What triggers dry eyes during perimenopause?
Dry eyes during perimenopause are surprisingly common and are driven by a combination of hormonal changes and environmental and lifestyle factors. Understanding the multiple trigger categories helps you address the problem more comprehensively than simply using lubricating drops.
Hormonal triggers are foundational and explain why dry eye prevalence increases sharply during the perimenopausal and postmenopausal years. The lacrimal glands (which produce the aqueous watery layer of tears) and the meibomian glands (which produce the oil layer that prevents tear evaporation) both contain estrogen and androgen receptors. Estrogen supports aqueous tear production, while androgens are critical for meibomian gland function and the quality of the oil layer. As both estrogen and androgens shift during perimenopause, the quantity and quality of tears change simultaneously. The oil layer of the tear film becomes thinner (reducing its anti-evaporation function), and aqueous tear production may decrease. The result is a classic dry eye presentation: gritty or sandy sensation, burning, stinging, light sensitivity, fluctuating vision particularly when reading, and the paradoxical reflex tearing that occurs when the eye attempts to compensate for dryness with excessive watery tears.
Environmental triggers significantly compound the hormonal baseline. Low humidity environments accelerate tear evaporation by increasing the concentration gradient between the tear film and the surrounding air. Air conditioning, forced-air heating, and airplane cabin air are particularly drying environments. High-wind conditions accelerate evaporation from the exposed tear film. Screen use reduces blink rate from a normal 15 to 20 blinks per minute to as few as 5 to 7 blinks per minute, significantly reducing the spreading and refreshing of tears across the eye surface. The 20-20-20 rule (every 20 minutes, look at something 20 feet away for 20 seconds) and conscious blinking practice can partially offset this.

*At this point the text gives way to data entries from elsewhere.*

impl SessionWindowState {
    fn new(session_id: Uuid, created_at: DateTime<Utc>) -> Self {
        SessionWindowState {
            session_id,
            created_at,
            buckets: BTreeMap::new(),
            closed_below: i64::MIN,
            late_drops: 0,
        }
    }

    /// Removes and finishes one bucket, advancing the closed-bucket
    /// high-water mark so a later reading for it can never reopen it.
    fn close_bucket(&mut self, bucket_ms: i64) -> Option<ClosedWindow> {
        let acc = self.buckets.remove(&bucket_ms)?;
        self.closed_below = self.closed_below.max(bucket_ms + 1);
        self.finish_bucket(bucket_ms, acc)
    }

    fn bucket_start_millis(&self, t: DateTime<Utc>) -> Option<i64> {
        if t < self.created_at {
            return None;
        }
        let offset_ms = (t - self.created_at).num_milliseconds();
        let width_ms = BUCKET_WIDTH.num_milliseconds();
        Some(offset_ms - offset_ms.rem_euclid(width_ms))
    }

    /// Accepts a reading, possibly closing older buckets made stale by a
    /// later one becoming active (monotonic triggering, spec §4.7).
    fn ingest(&mut self, reading: Reading, now: DateTime<Utc>) -> Vec<ClosedWindow> {
        let t: DateTime<Utc> = match reading.timestamp().parse() {
            Ok(t) => t,
            Err(e) => {
                warn!(error = %e, raw = reading.timestamp(), "unparseable reading timestamp, dropping");
                return Vec::new();
            }
        };

        let Some(bucket_ms) = self.bucket_start_millis(t) else {
            debug!(session_id = %self.session_id, "reading predates session, dropping");
            return Vec::new();
        };

        if bucket_ms < self.closed_below {
            self.late_drops += 1;
            warn!(
                session_id = %self.session_id,
                bucket_ms,
                late_drops = self.late_drops,
                "late reading for already-closed bucket, dropping"
            );
            return Vec::new();
        }

        let mut closed = Vec::new();

        // Monotonic triggering: any strictly-lower open bucket closes once
        // this (higher) bucket receives its first reading.
        if !self.buckets.contains_key(&bucket_ms) {
            let lower: Vec<i64> = self
                .buckets
                .range(..bucket_ms)
                .map(|(k, _)| *k)
                .collect();
            for k in lower {
                closed.extend(self.close_bucket(k));
            }
        }

        let acc = self
            .buckets
            .entry(bucket_ms)
            .or_insert_with(BucketAccumulator::default);
        acc.insert(reading);

        closed.extend(self.sweep(now));
        closed
    }

    /// Closes every open bucket whose `end_time + grace` has passed.
    fn sweep(&mut self, now: DateTime<Utc>) -> Vec<ClosedWindow> {
        let width_ms = BUCKET_WIDTH.num_milliseconds();
        let grace_ms = CLOSURE_GRACE.num_milliseconds();
        let stale: Vec<i64> = self
            .buckets
            .keys()
            .copied()
            .filter(|&bucket_ms| {
                let end_time = self.created_at + ChronoDuration::milliseconds(bucket_ms + width_ms);
                now > end_time + ChronoDuration::milliseconds(grace_ms)
            })
            .collect();

        let mut closed = Vec::new();
        for k in stale {
            closed.extend(self.close_bucket(k));
        }
        closed
    }

    /// Closes every remaining open bucket regardless of wall-clock (used
    /// when the session stops).
    fn close_all(&mut self) -> Vec<ClosedWindow> {
        let keys: Vec<i64> = self.buckets.keys().copied().collect();
        let mut closed = Vec::new();
        for k in keys {
            closed.extend(self.close_bucket(k));
        }
        closed
    }

    fn finish_bucket(&self, bucket_ms: i64, acc: BucketAccumulator) -> Option<ClosedWindow> {
        if acc.is_empty() {
            return None;
        }
        let bucket_start = self.created_at + ChronoDuration::milliseconds(bucket_ms);
        let point_id = point_id_for(self.session_id, bucket_start);
        let foot_count = acc.foot_count();
        let accel_count = acc.accel_count();
        Some(ClosedWindow {
            point_id,
            session_id: self.session_id,
            bucket_start,
            vector: acc.into_vector(),
            foot_count,
            accel_count,
        })
    }
}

Dehydration is a direct and correctable trigger. Tear production depends on adequate systemic hydration because the lacrimal glands draw water from the bloodstream to produce tears. Women who are drinking insufficient water, or who are losing more fluid through sweating from hot flashes or exercise, notice worse dry eye symptoms. Adequate daily water intake (at least 8 cups, more if active or experiencing night sweats) is a foundational intervention.
Caffeine is a mild systemic diuretic that can contribute to the dehydration that worsens dry eyes. Its effects are dose-dependent, and women who consume multiple caffeinated drinks daily may benefit from reducing intake. Alcohol is more significantly dehydrating and has been linked to reduced tear production in research studies.
Contact lens wear becomes harder to tolerate with dry eyes because lenses absorb the limited tear film, leaving the eye surface even more exposed to drying. Some women find they can no longer wear contacts comfortably during perimenopause who previously had no issues. Shifting to daily disposable lenses (which accumulate fewer deposits) or reducing wearing time can help, as can using lubricating drops compatible with contact lenses.
Certain medications are significant triggers that are frequently overlooked. Antihistamines reduce aqueous secretion throughout the body, including the lacrimal glands. Some antidepressants (particularly tricyclics and SSRIs), blood pressure medications (especially beta-blockers and diuretics), anticholinergic bladder medications, and isotretinoin for acne all reduce tear production as a side effect. If dry eyes developed or worsened around the time you started a new medication, this connection is worth investigating with your prescriber.
Poor sleep worsens dry eyes because overnight sleep is when the tear film replenishes and the eye surface repairs. Perimenopause-related sleep disruption therefore compounds dry eye severity. Women who sleep poorly consistently report worse morning eye symptoms.
Omega-3 fatty acid intake from dietary sources (fatty fish, flaxseed, walnuts) or supplements supports meibomian gland function and the quality of the tear film oil layer. Several randomized trials support the use of omega-3 supplements for dry eye, with effect sizes that are clinically meaningful rather than marginal.
Eyelid hygiene and warm compresses targeting the meibomian glands can improve oil secretion in the tear film. Warm compresses applied to closed eyelids for 5 to 10 minutes soften the meibomian gland secretions and improve their flow onto the tear surface. This simple daily practice is recommended by ophthalmologists as a foundational meibomian gland dysfunction treatment.
Tracking your symptoms over time using a tool like PeriPlan can help you identify whether your dry eye episodes correlate with specific environments, hydration levels, screen time, or hormonal phases of your cycle.
When to talk to your doctor: If dry eyes are significantly affecting your vision, causing pain, preventing contact lens wear, or not responding to over-the-counter lubricating drops, an ophthalmologist or optometrist evaluation is worthwhile. Prescription eye drops (cyclosporine or lifitegrast) can significantly improve tear quality and reduce inflammation. Punctal plugs that slow tear drainage are another effective medical option.
This content is for informational purposes only and does not replace medical advice. Always consult your healthcare provider about your specific situation.